+++ RECORD EXTRACTS
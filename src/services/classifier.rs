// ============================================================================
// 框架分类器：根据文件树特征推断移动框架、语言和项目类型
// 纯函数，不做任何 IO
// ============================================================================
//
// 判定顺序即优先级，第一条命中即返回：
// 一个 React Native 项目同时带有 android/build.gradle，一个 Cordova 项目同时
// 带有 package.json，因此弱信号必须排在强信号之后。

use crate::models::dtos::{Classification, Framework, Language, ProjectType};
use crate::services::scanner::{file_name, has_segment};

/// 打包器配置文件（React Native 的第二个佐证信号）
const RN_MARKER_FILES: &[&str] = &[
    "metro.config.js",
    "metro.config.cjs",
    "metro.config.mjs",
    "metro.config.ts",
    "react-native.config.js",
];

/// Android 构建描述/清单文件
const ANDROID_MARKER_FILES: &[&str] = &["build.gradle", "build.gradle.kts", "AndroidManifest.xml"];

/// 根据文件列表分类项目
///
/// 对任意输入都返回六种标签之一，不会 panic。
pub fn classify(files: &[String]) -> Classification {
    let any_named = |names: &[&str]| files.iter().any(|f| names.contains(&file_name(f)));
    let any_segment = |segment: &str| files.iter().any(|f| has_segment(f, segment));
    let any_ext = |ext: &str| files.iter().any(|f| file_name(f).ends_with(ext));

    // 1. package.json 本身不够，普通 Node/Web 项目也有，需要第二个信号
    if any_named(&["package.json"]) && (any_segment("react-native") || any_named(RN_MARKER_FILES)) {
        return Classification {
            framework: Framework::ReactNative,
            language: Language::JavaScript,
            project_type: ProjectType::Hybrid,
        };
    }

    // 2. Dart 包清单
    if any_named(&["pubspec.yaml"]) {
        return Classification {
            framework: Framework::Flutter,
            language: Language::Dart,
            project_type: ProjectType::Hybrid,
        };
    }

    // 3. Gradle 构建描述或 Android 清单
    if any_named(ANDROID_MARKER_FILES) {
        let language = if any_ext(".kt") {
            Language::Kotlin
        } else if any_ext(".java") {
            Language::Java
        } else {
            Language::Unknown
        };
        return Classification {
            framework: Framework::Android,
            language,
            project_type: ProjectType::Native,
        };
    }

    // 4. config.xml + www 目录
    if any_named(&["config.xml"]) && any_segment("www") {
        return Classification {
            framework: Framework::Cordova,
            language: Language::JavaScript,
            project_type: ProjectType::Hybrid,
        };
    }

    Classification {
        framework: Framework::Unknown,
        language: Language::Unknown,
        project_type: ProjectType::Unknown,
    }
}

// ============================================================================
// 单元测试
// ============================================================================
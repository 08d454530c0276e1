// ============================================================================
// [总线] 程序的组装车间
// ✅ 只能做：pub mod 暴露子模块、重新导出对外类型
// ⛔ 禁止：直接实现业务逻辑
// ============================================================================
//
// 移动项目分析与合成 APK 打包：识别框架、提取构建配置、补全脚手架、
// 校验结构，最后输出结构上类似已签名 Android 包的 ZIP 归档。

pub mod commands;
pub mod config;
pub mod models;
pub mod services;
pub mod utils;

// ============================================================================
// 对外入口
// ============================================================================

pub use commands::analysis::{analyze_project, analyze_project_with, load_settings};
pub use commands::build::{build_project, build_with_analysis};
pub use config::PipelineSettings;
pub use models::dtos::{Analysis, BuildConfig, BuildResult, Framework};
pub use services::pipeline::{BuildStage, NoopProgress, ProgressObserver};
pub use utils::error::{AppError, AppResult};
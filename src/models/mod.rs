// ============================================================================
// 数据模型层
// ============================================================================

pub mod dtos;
++++++
+++ RECORD EXTRACTS
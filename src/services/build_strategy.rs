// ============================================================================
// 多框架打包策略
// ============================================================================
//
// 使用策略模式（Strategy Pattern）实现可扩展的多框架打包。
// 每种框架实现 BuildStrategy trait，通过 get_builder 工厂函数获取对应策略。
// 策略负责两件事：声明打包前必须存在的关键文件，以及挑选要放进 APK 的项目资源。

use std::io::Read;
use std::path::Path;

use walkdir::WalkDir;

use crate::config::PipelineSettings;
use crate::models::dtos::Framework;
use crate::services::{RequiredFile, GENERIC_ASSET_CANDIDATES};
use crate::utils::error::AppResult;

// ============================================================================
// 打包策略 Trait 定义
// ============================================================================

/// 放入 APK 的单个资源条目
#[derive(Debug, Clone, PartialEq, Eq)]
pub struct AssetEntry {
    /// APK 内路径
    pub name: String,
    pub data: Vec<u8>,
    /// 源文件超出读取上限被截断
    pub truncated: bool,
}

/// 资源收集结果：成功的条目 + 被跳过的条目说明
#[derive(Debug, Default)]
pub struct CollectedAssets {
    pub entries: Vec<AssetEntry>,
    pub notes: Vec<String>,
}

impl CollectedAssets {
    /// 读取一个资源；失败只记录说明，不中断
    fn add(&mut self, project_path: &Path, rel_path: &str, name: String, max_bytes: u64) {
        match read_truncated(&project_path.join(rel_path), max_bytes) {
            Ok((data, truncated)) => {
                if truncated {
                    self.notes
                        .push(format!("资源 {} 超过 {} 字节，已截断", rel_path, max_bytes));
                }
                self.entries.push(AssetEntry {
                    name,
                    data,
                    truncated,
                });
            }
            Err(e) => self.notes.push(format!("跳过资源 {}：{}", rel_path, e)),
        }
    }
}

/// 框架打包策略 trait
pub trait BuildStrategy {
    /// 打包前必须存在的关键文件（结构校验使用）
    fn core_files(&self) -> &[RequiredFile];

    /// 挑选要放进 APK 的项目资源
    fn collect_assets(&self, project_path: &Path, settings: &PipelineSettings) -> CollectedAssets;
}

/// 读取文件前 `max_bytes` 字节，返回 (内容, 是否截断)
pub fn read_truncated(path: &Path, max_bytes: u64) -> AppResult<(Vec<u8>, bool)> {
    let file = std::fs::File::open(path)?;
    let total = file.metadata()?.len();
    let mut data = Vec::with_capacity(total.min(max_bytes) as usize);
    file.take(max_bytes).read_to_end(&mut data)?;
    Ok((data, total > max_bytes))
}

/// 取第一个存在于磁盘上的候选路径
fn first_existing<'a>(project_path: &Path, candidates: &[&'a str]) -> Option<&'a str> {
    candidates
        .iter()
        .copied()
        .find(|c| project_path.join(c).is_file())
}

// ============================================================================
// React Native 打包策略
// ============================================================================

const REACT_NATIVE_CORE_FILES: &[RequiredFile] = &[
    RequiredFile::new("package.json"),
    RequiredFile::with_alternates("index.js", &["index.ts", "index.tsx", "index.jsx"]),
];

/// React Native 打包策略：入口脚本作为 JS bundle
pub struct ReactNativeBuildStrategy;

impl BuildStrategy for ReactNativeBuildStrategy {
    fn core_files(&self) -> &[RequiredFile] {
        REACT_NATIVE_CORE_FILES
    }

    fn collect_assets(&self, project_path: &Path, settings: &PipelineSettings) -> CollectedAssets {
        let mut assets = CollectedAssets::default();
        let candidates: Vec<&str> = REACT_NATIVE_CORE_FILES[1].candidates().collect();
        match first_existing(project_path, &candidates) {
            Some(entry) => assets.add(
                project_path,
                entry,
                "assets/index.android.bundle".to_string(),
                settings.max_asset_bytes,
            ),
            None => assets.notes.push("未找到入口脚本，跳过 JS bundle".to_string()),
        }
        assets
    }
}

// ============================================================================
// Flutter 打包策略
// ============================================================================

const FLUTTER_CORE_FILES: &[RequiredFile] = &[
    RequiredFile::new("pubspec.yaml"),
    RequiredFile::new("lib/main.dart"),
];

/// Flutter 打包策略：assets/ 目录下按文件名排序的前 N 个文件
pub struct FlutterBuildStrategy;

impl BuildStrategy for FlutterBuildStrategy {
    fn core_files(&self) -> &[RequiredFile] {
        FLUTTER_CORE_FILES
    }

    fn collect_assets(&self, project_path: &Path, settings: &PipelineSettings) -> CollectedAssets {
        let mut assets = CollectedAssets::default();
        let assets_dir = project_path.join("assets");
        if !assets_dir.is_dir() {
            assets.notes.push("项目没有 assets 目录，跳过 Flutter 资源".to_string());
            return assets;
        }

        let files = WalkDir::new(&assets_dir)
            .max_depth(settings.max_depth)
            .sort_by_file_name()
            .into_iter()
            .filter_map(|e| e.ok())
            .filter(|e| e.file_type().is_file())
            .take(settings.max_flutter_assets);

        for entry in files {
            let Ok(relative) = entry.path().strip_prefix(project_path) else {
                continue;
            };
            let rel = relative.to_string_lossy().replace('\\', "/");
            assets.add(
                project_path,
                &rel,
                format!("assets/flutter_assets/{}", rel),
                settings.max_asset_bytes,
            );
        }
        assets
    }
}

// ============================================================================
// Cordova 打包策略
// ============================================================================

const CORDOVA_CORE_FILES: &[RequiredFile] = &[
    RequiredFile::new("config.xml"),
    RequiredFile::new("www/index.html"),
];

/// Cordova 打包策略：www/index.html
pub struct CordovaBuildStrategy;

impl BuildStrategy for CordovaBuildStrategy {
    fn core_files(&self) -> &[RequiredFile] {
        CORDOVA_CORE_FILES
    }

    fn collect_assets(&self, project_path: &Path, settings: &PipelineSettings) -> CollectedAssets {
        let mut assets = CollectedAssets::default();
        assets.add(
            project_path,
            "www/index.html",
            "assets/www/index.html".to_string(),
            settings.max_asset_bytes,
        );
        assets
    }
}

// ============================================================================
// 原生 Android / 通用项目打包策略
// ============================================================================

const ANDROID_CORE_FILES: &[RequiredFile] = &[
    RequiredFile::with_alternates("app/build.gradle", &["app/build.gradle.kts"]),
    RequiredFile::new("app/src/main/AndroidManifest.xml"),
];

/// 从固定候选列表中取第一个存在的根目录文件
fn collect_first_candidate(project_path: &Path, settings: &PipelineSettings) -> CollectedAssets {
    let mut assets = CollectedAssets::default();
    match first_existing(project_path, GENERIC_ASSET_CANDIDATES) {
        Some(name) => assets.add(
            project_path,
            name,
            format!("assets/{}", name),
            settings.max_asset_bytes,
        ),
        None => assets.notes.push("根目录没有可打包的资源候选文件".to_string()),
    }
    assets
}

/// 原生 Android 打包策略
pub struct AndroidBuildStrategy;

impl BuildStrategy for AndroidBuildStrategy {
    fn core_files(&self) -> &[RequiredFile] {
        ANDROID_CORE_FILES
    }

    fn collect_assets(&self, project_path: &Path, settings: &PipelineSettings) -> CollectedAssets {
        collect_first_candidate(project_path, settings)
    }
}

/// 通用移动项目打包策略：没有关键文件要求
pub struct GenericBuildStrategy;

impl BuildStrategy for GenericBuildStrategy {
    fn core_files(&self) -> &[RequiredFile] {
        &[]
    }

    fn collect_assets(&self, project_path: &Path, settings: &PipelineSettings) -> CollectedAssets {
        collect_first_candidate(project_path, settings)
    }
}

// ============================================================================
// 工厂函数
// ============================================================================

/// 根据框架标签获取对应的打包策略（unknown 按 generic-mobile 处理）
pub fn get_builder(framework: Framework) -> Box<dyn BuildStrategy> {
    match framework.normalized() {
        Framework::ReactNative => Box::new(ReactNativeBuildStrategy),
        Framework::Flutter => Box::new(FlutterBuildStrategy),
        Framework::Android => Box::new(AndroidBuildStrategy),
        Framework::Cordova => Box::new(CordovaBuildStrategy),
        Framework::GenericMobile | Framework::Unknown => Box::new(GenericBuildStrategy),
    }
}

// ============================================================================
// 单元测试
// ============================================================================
++++++
**WHAT IS REQUIRED**.
Copy every line of the data where "package" is found.

**RESULT OF THIS EXERCISE**.
// 带有 package.json，因此弱信号必须排在强信号之后。
    // 1. package.json 本身不够，普通 Node/Web 项目也有，需要第二个信号
    if any_named(&["package.json"]) && (any_segment("react-native") || any_named(RN_MARKER_FILES)) {
    RequiredFile::new("package.json"),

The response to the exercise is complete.